■ **RECORDED INFORMATION**:
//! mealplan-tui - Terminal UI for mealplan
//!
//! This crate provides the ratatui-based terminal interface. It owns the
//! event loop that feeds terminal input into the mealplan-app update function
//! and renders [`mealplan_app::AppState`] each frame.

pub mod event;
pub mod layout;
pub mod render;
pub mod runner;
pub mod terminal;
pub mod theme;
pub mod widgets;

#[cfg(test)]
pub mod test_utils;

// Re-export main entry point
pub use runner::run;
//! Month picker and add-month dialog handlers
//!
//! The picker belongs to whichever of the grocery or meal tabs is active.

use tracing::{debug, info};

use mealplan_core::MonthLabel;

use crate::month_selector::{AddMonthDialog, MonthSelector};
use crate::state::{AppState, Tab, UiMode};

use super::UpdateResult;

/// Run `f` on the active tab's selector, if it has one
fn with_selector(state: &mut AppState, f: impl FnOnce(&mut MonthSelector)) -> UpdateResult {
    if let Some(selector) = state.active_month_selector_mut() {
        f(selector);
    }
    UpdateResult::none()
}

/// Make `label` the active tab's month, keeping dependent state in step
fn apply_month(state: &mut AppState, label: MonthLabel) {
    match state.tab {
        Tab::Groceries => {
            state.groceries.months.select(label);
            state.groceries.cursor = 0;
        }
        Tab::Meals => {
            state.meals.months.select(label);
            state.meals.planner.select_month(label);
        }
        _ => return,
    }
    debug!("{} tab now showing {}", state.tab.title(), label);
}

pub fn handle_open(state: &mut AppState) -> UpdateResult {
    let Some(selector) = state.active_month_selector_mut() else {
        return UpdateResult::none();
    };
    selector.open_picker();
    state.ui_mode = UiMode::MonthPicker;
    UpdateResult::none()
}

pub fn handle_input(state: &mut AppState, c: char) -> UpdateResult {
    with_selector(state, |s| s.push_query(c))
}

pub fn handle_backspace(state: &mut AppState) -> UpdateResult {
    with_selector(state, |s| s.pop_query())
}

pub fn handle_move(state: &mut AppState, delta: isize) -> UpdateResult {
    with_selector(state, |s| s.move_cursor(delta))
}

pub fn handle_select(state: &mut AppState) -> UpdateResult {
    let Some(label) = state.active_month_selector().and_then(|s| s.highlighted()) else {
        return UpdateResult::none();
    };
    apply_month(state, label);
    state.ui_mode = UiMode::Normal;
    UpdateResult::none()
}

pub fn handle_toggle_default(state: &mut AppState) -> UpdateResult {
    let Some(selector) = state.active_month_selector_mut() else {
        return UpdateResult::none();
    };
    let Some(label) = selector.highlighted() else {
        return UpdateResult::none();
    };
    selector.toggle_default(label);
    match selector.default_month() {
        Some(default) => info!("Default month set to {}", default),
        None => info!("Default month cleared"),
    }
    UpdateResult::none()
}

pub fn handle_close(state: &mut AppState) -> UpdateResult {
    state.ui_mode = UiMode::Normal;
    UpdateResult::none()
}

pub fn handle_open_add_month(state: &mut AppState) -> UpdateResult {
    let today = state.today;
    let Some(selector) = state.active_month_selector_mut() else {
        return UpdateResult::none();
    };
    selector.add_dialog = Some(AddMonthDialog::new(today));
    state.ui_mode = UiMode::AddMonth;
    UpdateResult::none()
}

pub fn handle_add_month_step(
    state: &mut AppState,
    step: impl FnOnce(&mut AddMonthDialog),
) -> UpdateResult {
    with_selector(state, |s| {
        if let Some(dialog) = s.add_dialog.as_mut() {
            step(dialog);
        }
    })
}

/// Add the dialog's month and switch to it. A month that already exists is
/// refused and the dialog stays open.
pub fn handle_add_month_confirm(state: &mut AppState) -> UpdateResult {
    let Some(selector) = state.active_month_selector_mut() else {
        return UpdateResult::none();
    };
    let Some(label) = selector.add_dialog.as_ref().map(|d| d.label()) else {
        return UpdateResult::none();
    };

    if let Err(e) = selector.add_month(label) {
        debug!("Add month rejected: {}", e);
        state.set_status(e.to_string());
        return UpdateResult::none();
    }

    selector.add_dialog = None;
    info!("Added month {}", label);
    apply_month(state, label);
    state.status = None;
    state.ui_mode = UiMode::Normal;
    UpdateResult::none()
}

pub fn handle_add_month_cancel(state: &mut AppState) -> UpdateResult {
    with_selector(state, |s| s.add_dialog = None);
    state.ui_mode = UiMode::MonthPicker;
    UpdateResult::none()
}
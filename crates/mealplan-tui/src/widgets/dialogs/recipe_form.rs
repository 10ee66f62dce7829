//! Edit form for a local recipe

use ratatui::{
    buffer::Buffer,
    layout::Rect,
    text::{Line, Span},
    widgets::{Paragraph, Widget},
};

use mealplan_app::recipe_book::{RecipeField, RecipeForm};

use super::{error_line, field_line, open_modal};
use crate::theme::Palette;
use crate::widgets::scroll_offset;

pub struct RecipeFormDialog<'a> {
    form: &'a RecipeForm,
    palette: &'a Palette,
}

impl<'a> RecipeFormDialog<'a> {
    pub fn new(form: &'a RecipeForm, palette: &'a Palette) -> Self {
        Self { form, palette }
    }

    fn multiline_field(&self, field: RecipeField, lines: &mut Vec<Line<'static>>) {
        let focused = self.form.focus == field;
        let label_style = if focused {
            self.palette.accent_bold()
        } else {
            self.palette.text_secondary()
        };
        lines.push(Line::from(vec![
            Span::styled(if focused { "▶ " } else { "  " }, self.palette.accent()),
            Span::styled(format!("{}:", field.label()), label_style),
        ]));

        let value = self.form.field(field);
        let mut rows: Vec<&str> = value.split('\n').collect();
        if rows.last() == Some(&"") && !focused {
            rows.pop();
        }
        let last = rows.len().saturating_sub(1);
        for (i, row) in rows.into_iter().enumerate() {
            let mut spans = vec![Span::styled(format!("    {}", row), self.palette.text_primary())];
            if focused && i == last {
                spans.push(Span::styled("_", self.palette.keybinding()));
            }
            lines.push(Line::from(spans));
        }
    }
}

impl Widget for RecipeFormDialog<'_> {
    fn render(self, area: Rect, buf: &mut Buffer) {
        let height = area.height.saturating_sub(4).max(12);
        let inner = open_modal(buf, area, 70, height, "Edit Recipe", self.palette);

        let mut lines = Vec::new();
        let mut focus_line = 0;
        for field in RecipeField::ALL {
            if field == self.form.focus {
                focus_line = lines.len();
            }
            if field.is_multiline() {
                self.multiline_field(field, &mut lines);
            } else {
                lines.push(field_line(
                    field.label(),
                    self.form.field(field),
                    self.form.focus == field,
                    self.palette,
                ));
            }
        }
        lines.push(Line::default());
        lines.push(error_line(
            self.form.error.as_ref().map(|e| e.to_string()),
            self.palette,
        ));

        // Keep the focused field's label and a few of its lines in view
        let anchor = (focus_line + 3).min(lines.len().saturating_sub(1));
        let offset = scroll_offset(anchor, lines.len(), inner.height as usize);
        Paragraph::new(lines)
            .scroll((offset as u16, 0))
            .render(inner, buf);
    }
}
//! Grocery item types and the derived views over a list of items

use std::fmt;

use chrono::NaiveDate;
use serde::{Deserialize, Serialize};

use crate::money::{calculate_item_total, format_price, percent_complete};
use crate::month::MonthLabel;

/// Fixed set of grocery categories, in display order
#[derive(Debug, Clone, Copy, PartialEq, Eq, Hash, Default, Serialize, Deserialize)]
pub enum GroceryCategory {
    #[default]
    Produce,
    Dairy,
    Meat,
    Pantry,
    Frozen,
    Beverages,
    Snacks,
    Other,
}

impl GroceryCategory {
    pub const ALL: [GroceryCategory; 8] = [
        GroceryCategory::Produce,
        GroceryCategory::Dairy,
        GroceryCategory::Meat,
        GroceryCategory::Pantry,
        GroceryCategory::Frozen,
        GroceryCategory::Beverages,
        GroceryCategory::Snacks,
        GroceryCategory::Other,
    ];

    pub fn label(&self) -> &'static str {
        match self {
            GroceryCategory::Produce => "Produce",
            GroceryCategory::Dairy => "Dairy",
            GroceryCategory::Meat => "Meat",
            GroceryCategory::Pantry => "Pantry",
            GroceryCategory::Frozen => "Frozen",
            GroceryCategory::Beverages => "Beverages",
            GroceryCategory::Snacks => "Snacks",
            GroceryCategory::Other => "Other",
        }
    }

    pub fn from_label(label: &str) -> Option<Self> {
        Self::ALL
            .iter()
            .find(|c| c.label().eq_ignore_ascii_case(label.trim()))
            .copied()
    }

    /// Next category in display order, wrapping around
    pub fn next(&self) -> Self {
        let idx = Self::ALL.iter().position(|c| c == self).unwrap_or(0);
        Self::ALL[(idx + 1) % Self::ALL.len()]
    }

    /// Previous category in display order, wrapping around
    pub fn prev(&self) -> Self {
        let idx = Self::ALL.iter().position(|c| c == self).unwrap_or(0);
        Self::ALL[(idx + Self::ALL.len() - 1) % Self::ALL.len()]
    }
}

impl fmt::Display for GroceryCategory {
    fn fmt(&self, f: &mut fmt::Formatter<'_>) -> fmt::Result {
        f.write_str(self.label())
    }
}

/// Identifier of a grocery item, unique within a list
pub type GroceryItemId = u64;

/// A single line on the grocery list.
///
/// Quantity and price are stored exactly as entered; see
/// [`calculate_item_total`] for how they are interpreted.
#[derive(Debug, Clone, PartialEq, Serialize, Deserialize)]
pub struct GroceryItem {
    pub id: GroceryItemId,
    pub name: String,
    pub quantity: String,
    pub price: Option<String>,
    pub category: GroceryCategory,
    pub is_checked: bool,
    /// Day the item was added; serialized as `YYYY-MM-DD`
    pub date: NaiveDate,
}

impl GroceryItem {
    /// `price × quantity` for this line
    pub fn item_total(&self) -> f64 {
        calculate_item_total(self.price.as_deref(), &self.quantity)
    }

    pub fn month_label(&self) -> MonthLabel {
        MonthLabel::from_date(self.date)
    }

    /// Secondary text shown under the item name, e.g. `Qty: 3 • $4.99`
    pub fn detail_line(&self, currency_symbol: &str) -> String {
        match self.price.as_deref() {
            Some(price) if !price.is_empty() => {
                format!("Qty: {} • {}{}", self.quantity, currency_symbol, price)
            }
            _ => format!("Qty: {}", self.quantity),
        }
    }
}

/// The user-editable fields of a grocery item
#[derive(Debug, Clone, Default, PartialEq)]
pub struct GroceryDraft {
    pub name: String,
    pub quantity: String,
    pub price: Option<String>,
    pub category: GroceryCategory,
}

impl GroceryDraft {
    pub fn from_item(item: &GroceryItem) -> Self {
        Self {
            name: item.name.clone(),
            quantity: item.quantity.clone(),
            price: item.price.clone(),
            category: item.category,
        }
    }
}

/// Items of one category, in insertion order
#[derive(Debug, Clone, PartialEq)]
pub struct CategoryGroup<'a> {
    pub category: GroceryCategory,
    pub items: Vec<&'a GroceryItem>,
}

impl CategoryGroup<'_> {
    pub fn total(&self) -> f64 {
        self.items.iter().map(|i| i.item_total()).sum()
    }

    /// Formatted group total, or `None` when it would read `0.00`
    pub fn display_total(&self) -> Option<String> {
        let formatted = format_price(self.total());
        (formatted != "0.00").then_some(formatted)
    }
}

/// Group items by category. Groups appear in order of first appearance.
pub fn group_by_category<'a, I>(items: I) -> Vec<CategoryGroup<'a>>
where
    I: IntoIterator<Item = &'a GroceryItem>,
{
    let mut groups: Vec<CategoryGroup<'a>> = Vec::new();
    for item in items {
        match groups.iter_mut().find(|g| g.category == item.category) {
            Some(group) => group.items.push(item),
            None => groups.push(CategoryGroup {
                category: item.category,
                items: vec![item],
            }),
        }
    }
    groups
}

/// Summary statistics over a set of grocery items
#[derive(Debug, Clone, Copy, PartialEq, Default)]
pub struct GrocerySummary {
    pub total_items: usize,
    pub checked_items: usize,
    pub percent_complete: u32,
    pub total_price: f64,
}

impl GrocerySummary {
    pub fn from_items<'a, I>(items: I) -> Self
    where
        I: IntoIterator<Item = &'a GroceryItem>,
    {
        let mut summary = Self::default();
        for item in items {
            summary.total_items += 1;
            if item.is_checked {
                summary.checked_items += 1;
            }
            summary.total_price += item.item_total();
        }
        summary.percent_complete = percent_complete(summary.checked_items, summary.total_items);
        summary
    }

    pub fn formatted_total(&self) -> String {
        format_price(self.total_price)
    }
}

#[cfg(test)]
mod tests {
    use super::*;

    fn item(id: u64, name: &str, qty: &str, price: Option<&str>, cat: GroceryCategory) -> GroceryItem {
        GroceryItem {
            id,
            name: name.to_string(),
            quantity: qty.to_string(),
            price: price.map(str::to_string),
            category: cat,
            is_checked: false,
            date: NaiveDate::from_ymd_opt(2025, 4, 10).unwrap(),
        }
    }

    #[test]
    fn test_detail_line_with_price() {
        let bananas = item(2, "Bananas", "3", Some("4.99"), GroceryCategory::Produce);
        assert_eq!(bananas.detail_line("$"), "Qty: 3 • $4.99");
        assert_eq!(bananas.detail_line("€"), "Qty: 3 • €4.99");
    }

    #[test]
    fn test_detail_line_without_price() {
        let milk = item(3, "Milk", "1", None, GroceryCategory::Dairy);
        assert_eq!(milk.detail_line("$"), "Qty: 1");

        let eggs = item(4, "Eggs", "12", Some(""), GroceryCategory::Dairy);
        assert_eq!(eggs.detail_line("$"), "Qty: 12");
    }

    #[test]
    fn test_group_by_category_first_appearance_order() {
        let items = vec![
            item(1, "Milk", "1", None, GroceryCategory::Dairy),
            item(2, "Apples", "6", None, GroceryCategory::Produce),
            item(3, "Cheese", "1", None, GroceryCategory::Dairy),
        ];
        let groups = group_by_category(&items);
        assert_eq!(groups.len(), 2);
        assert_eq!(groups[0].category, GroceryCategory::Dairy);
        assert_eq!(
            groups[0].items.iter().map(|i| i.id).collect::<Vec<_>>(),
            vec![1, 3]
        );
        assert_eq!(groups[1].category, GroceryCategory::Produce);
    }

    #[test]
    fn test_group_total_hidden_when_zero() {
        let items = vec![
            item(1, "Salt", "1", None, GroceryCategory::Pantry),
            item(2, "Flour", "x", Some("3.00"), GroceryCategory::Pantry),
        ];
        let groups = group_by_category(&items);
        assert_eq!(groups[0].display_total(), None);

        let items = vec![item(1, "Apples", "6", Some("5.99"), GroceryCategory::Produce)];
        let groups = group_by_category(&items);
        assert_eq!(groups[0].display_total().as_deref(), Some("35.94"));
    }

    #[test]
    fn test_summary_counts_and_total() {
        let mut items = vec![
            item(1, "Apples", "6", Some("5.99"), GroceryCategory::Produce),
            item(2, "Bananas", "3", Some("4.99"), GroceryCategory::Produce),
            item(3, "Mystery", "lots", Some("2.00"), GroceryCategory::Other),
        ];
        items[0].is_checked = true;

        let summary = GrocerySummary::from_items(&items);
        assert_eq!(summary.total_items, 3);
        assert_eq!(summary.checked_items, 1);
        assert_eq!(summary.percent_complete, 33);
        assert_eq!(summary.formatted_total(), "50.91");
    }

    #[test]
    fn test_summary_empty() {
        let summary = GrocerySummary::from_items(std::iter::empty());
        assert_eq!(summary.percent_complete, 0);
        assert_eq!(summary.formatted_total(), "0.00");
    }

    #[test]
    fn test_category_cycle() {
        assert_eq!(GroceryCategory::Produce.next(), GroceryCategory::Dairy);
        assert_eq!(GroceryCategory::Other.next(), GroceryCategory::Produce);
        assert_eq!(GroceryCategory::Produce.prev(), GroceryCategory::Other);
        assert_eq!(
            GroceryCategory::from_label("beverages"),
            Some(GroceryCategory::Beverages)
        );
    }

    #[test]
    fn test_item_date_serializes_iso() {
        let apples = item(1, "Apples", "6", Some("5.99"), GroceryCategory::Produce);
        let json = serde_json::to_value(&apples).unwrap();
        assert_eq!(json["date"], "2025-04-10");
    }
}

■ **EXERCISE AIM**:
Your response should be made up of the lines in the data that contain the word "styled".

■ **OUTPUT OF THE TASK**:
            Span::styled(if focused { "▶ " } else { "  " }, self.palette.accent()),
            Span::styled(format!("{}:", field.label()), label_style),
            let mut spans = vec![Span::styled(format!("    {}", row), self.palette.text_primary())];
                spans.push(Span::styled("_", self.palette.keybinding()));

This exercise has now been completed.